A week after the protest in downtown Ottawa was cleared by law enforcement, the Ottawa Police Service (OPS) announced on Feb. 27 the arrest of a participant located one hour east of the Canadian capital.
The OPS said Steeve Charland, 48, of Grenville, Quebec, was arrested by the Ontario Provincial Police (OPP) in the Vankleek Hill area.
Charland has been charged with mischief and counselling to commit the offence of mischief. He was due to appear in court on Feb. 27, said the OPS in a statement.
Other individuals involved in the Freedom Convoy protest in Ottawa face similar charges and some have not been granted bail, including Tamara Lich and Pat King.
Charland is a prominent figure in a group called “Les Farfadaas” which began as a satirical group often taking aim at government regulations, and later evolved into direct protests against pandemic mandates. Charland was previously associated with the Quebec group La Meute (The Pack), which defines itself as “a citizen group that campaigns for the defense of freedom of expression and democracy” and is known for taking stances against illegal immigration and radical Islam.

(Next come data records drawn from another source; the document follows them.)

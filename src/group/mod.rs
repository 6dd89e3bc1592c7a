//! Execution contracts over several tasks: task groups and sequence runners.

pub mod sequence_runner;
pub mod task_group;

pub use sequence_runner::SequenceRunner;
pub use task_group::TaskGroup;
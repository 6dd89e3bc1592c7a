//! Worker threads and the background monitor that sizes the pool.

pub(crate) mod monitor;
pub(crate) mod worker;

use crate::task::{Priority, TaskId};
use serde::{Deserialize, Serialize};
use std::collections::HashSet;
use std::fmt;
use std::sync::atomic::{AtomicU64, Ordering};
use std::thread::JoinHandle;
use std::time::Instant;

static NEXT_WORKER_ID: AtomicU64 = AtomicU64::new(1);

/// Identifier of a worker thread
#[derive(Serialize, Deserialize, Clone, Copy, Debug, PartialEq, Eq, Hash, PartialOrd, Ord)]
pub struct WorkerId(u64);

impl WorkerId {
    pub(crate) fn next() -> Self {
        Self(NEXT_WORKER_ID.fetch_add(1, Ordering::Relaxed))
    }

    pub fn as_u64(self) -> u64 {
        self.0
    }
}

impl fmt::Display for WorkerId {
    fn fmt(&self, f: &mut fmt::Formatter<'_>) -> fmt::Result {
        write!(f, "{}", self.0)
    }
}

#[derive(Serialize, Deserialize, Clone, Copy, Debug, PartialEq, Eq, Hash)]
#[serde(rename_all = "snake_case")]
pub enum WorkerState {
    Idle,
    Running,
    /// Running one task for longer than the blocked timeout
    Blocked,
}

/// Manager-side bookkeeping for one worker
pub(crate) struct WorkerRecord {
    pub(crate) state: WorkerState,
    pub(crate) priority: Option<Priority>,
    pub(crate) idle_since: Instant,
    pub(crate) started_at: Option<Instant>,
    pub(crate) current_tasks: Vec<TaskId>,
    /// Long-running tasks this worker ran that were not terminated yet
    pub(crate) long_tasks: HashSet<TaskId>,
    pub(crate) executing_long_task: bool,
    pub(crate) handle: Option<JoinHandle<()>>,
}

impl WorkerRecord {
    pub(crate) fn new() -> Self {
        Self {
            state: WorkerState::Idle,
            priority: None,
            idle_since: Instant::now(),
            started_at: None,
            current_tasks: Vec::new(),
            long_tasks: HashSet::new(),
            executing_long_task: false,
            handle: None,
        }
    }

    pub(crate) fn assign(&mut self, task: TaskId, priority: Priority, long_running: bool) {
        self.state = WorkerState::Running;
        self.priority = Some(priority);
        self.started_at = Some(Instant::now());
        self.current_tasks.clear();
        self.current_tasks.push(task);
        self.executing_long_task = long_running;
        if long_running {
            self.long_tasks.insert(task);
        }
    }

    /// Back to idle. Returns whether the worker was busy before.
    pub(crate) fn set_idle(&mut self) -> bool {
        if self.state == WorkerState::Idle {
            return false;
        }
        self.state = WorkerState::Idle;
        self.priority = None;
        self.started_at = None;
        self.idle_since = Instant::now();
        self.current_tasks.clear();
        self.executing_long_task = false;
        true
    }

    /// A worker holding a long-running task is never retired by shrinking
    pub(crate) fn has_long_task(&self) -> bool {
        !self.long_tasks.is_empty()
    }

    /// Busy with work that keeps IDLE-priority tasks from dispatching
    pub(crate) fn is_busy_above_idle(&self) -> bool {
        self.state != WorkerState::Idle && self.priority != Some(Priority::Idle)
    }
}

Charland and his group had set up on the Gatineau side during the weeks-long protest in Ottawa, on an undeveloped section of the Zibi real estate project.
While at first authorized to set up camp for two days by the landlord for the sum of $1,000 a day, the group then refused to leave until the Superior Court issued an eviction order on Feb. 17.
Charland has had previous run-ins with the law for his activism opposing restrictive health measures in Quebec. He and others were charged with conspiracy and mischief under $5,000 for briefly blocking the lanes of the Louis-Hippolyte Lafontaine tunnel in Montreal in March 2021 as they demonstrated against Premier François Legault.
The Freedom Convoy protest lasted three weeks in Ottawa until law enforcement cleared the city on Feb. 18 and 19 after the federal government invoked the Emergencies Act.
Some of the measures applied through the Act included designating no-go zones, streamlining the swearing-in process for out-of-jurisdiction police officers, compelling towing companies to remove trucks, and freezing bank accounts of protesters and supporters without a court order.
The Liberal government held a vote on the motion to invoke the Act on Feb. 21, and then abruptly revoked the order on Feb. 23, saying the public order emergency had been resolved.